● Records provided:
━━━━━━━━━━━━━━━━━━━━

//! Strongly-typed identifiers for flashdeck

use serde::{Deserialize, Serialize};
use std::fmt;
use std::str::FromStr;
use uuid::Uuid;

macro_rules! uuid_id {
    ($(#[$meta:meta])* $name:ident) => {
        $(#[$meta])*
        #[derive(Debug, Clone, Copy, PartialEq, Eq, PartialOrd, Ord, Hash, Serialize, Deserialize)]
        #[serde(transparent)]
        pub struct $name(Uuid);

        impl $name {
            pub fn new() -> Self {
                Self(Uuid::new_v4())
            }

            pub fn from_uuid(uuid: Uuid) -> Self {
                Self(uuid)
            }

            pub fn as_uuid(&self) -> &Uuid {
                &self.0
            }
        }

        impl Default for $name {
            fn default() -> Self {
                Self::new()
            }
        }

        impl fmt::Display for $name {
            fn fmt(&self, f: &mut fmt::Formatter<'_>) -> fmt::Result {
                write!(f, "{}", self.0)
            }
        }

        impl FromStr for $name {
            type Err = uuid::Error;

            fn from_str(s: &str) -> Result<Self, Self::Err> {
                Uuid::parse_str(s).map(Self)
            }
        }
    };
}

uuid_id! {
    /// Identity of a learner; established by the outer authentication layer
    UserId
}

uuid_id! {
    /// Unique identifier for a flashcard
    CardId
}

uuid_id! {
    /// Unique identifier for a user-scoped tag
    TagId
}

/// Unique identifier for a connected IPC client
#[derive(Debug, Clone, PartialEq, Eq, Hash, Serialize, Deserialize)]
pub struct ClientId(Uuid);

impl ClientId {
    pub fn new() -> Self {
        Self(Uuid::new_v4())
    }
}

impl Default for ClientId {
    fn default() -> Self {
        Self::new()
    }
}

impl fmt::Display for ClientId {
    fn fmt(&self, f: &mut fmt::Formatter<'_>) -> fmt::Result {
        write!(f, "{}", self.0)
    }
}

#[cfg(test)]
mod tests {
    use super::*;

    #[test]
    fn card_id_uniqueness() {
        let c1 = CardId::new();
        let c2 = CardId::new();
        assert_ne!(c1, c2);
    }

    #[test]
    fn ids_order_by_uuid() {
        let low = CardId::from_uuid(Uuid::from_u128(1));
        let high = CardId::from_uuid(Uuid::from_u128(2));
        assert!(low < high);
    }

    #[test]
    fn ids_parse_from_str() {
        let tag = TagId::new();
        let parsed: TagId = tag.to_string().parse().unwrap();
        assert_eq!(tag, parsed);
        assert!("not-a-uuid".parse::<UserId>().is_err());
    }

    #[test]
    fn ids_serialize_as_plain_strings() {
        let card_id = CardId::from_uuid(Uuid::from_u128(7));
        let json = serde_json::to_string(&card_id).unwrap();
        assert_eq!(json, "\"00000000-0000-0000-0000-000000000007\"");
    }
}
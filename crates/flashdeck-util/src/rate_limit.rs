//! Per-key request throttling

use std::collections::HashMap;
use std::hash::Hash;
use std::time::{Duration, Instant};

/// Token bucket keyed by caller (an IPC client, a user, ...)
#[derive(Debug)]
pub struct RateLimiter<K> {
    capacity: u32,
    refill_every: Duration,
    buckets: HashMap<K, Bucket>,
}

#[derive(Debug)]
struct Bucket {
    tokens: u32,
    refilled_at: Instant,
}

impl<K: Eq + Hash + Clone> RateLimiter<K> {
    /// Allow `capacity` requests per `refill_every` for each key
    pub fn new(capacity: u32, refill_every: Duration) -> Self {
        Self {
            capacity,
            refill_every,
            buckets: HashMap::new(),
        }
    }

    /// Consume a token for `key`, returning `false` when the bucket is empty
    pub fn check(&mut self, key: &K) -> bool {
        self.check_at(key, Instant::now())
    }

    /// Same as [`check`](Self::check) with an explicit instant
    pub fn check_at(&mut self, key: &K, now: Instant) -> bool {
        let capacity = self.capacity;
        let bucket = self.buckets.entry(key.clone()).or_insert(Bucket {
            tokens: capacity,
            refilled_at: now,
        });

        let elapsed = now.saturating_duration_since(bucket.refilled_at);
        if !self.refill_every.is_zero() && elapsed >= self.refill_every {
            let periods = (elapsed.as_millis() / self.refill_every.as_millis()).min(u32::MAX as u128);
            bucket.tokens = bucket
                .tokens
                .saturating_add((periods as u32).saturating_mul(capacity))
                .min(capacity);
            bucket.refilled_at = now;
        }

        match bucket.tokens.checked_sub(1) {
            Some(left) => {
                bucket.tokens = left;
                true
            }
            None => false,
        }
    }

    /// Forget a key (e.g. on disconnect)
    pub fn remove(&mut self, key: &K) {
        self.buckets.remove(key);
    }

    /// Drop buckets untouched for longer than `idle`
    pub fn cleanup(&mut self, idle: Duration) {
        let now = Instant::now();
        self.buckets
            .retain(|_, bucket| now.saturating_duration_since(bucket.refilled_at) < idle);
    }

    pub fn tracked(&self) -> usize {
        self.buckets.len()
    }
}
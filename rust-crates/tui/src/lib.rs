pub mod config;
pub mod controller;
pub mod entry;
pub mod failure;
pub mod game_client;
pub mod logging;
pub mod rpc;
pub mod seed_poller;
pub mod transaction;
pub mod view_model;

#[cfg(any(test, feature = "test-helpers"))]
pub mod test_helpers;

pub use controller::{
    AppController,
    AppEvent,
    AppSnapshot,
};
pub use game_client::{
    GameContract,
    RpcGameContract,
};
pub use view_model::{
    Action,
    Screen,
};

━━━━━━━━━━━━━━━━━━━━

● Exercise brief:
What is needed is an exact transcription of every entry.

● Task response:
//! Strongly-typed identifiers for flashdeck

use serde::{Deserialize, Serialize};
use std::fmt;
use std::str::FromStr;
use uuid::Uuid;

macro_rules! uuid_id {
    ($(#[$meta:meta])* $name:ident) => {
        $(#[$meta])*
        #[derive(Debug, Clone, Copy, PartialEq, Eq, PartialOrd, Ord, Hash, Serialize, Deserialize)]
        #[serde(transparent)]
        pub struct $name(Uuid);

        impl $name {
            pub fn new() -> Self {
                Self(Uuid::new_v4())
            }

            pub fn from_uuid(uuid: Uuid) -> Self {
                Self(uuid)
            }

            pub fn as_uuid(&self) -> &Uuid {
                &self.0
            }
        }

        impl Default for $name {
            fn default() -> Self {
                Self::new()
            }
        }

        impl fmt::Display for $name {
            fn fmt(&self, f: &mut fmt::Formatter<'_>) -> fmt::Result {
                write!(f, "{}", self.0)
            }
        }

        impl FromStr for $name {
            type Err = uuid::Error;

            fn from_str(s: &str) -> Result<Self, Self::Err> {
                Uuid::parse_str(s).map(Self)
            }
        }
    };
}

uuid_id! {
    /// Identity of a learner; established by the outer authentication layer
    UserId
}

uuid_id! {
    /// Unique identifier for a flashcard
    CardId
}

uuid_id! {
    /// Unique identifier for a user-scoped tag
    TagId
}

/// Unique identifier for a connected IPC client
#[derive(Debug, Clone, PartialEq, Eq, Hash, Serialize, Deserialize)]
pub struct ClientId(Uuid);

impl ClientId {
    pub fn new() -> Self {
        Self(Uuid::new_v4())
    }
}

impl Default for ClientId {
    fn default() -> Self {
        Self::new()
    }
}

impl fmt::Display for ClientId {
    fn fmt(&self, f: &mut fmt::Formatter<'_>) -> fmt::Result {
        write!(f, "{}", self.0)
    }
}

#[cfg(test)]
mod tests {
    use super::*;

    #[test]
    fn card_id_uniqueness() {
        let c1 = CardId::new();
        let c2 = CardId::new();
        assert_ne!(c1, c2);
    }

    #[test]
    fn ids_order_by_uuid() {
        let low = CardId::from_uuid(Uuid::from_u128(1));
        let high = CardId::from_uuid(Uuid::from_u128(2));
        assert!(low < high);
    }

    #[test]
    fn ids_parse_from_str() {
        let tag = TagId::new();
        let parsed: TagId = tag.to_string().parse().unwrap();
        assert_eq!(tag, parsed);
        assert!("not-a-uuid".parse::<UserId>().is_err());
    }

    #[test]
    fn ids_serialize_as_plain_strings() {
        let card_id = CardId::from_uuid(Uuid::from_u128(7));
        let json = serde_json::to_string(&card_id).unwrap();
        assert_eq!(json, "\"00000000-0000-0000-0000-000000000007\"");
    }
}
filename crates/flashdeck-util/src/rate_limit.rs
//! Per-key request throttling

use std::collections::HashMap;
use std::hash::Hash;
use std::time::{Duration, Instant};

/// Token bucket keyed by caller (an IPC client, a user, ...)
#[derive(Debug)]
pub struct RateLimiter<K> {
    capacity: u32,
    refill_every: Duration,
    buckets: HashMap<K, Bucket>,
}

#[derive(Debug)]
struct Bucket {
    tokens: u32,
    refilled_at: Instant,
}

impl<K: Eq + Hash + Clone> RateLimiter<K> {
    /// Allow `capacity` requests per `refill_every` for each key
    pub fn new(capacity: u32, refill_every: Duration) -> Self {
        Self {
            capacity,
            refill_every,
            buckets: HashMap::new(),
        }
    }

    /// Consume a token for `key`, returning `false` when the bucket is empty
    pub fn check(&mut self, key: &K) -> bool {
        self.check_at(key, Instant::now())
    }

    /// Same as [`check`](Self::check) with an explicit instant
    pub fn check_at(&mut self, key: &K, now: Instant) -> bool {
        let capacity = self.capacity;
        let bucket = self.buckets.entry(key.clone()).or_insert(Bucket {
            tokens: capacity,
            refilled_at: now,
        });

        let elapsed = now.saturating_duration_since(bucket.refilled_at);
        if !self.refill_every.is_zero() && elapsed >= self.refill_every {
            let periods = (elapsed.as_millis() / self.refill_every.as_millis()).min(u32::MAX as u128);
            bucket.tokens = bucket
                .tokens
                .saturating_add((periods as u32).saturating_mul(capacity))
                .min(capacity);
            bucket.refilled_at = now;
        }

        match bucket.tokens.checked_sub(1) {
            Some(left) => {
                bucket.tokens = left;
                true
            }
            None => false,
        }
    }

    /// Forget a key (e.g. on disconnect)
    pub fn remove(&mut self, key: &K) {
        self.buckets.remove(key);
    }

    /// Drop buckets untouched for longer than `idle`
    pub fn cleanup(&mut self, idle: Duration) {
        let now = Instant::now();
        self.buckets
            .retain(|_, bucket| now.saturating_duration_since(bucket.refilled_at) < idle);
    }

    pub fn tracked(&self) -> usize {
        self.buckets.len()
    }
}
filename rust-crates/tui/src/lib.rs
pub mod config;
pub mod controller;
pub mod entry;
pub mod failure;
pub mod game_client;
pub mod logging;
pub mod rpc;
pub mod seed_poller;
pub mod transaction;
pub mod view_model;

#[cfg(any(test, feature = "test-helpers"))]
pub mod test_helpers;

pub use controller::{
    AppController,
    AppEvent,
    AppSnapshot,
};
pub use game_client::{
    GameContract,
    RpcGameContract,
};
pub use view_model::{
    Action,
    Screen,
};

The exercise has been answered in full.